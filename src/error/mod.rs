use std::path::PathBuf;

use thiserror::Error;

/// Application-level errors
#[derive(Debug, Error)]
pub enum AppError {
    #[error("Configuration error: {0}")]
    Config(#[from] ConfigError),

    #[error("Capability error: {0}")]
    Capability(#[from] CapabilityError),

    #[error("Tree error: {0}")]
    Tree(#[from] TreeError),
}

/// Startup configuration errors
#[derive(Debug, Error)]
pub enum ConfigError {
    #[error("Invalid value for {key}: {message}")]
    Invalid { key: String, message: String },

    #[error("Cannot read credential file {}: {source}", .path.display())]
    CredentialFile {
        path: PathBuf,
        #[source]
        source: std::io::Error,
    },

    #[error("Credential file {} is empty", .path.display())]
    EmptyCredential { path: PathBuf },

    #[error("Credential already initialized")]
    AlreadyInitialized,
}

/// Errors from the external step/answer generators
#[derive(Debug, Error)]
pub enum CapabilityError {
    #[error("Langbase unavailable: {message}")]
    Unavailable { message: String },

    #[error("API error: {status} - {message}")]
    Api { status: u16, message: String },

    #[error("Invalid response: {message}")]
    InvalidResponse { message: String },

    #[error("Response does not match schema {schema}: {message}")]
    Schema { schema: String, message: String },

    #[error("Request timeout after {timeout_ms}ms")]
    Timeout { timeout_ms: u64 },

    #[error("HTTP error: {0}")]
    Http(#[from] reqwest::Error),
}

/// Thought tree errors
#[derive(Debug, Error)]
pub enum TreeError {
    #[error("Representation shape {shape:?} does not hold {len} values")]
    ShapeMismatch { shape: Vec<usize>, len: usize },

    #[error("JSON serialization error: {0}")]
    Serialize(#[from] serde_json::Error),

    #[error("Serialized tree is not UTF-8: {0}")]
    Utf8(#[from] std::string::FromUtf8Error),
}

/// Result type alias for application errors
pub type AppResult<T> = Result<T, AppError>;

/// Result type alias for configuration loading
pub type ConfigResult<T> = Result<T, ConfigError>;

/// Result type alias for capability calls
pub type CapabilityResult<T> = Result<T, CapabilityError>;

/// Result type alias for tree operations
pub type TreeResult<T> = Result<T, TreeError>;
────────────────────────────────────────
EXERCISE BRIEF:
The lines needed run from the first line of the data through the line containing "external step/answer generators"; give them again exactly and nothing else.

YOUR SOLUTION:
filename src/error/mod.rs
use std::path::PathBuf;

use thiserror::Error;

/// Application-level errors
#[derive(Debug, Error)]
pub enum AppError {
    #[error("Configuration error: {0}")]
    Config(#[from] ConfigError),

    #[error("Capability error: {0}")]
    Capability(#[from] CapabilityError),

    #[error("Tree error: {0}")]
    Tree(#[from] TreeError),
}

/// Startup configuration errors
#[derive(Debug, Error)]
pub enum ConfigError {
    #[error("Invalid value for {key}: {message}")]
    Invalid { key: String, message: String },

    #[error("Cannot read credential file {}: {source}", .path.display())]
    CredentialFile {
        path: PathBuf,
        #[source]
        source: std::io::Error,
    },

    #[error("Credential file {} is empty", .path.display())]
    EmptyCredential { path: PathBuf },

    #[error("Credential already initialized")]
    AlreadyInitialized,
}

/// Errors from the external step/answer generators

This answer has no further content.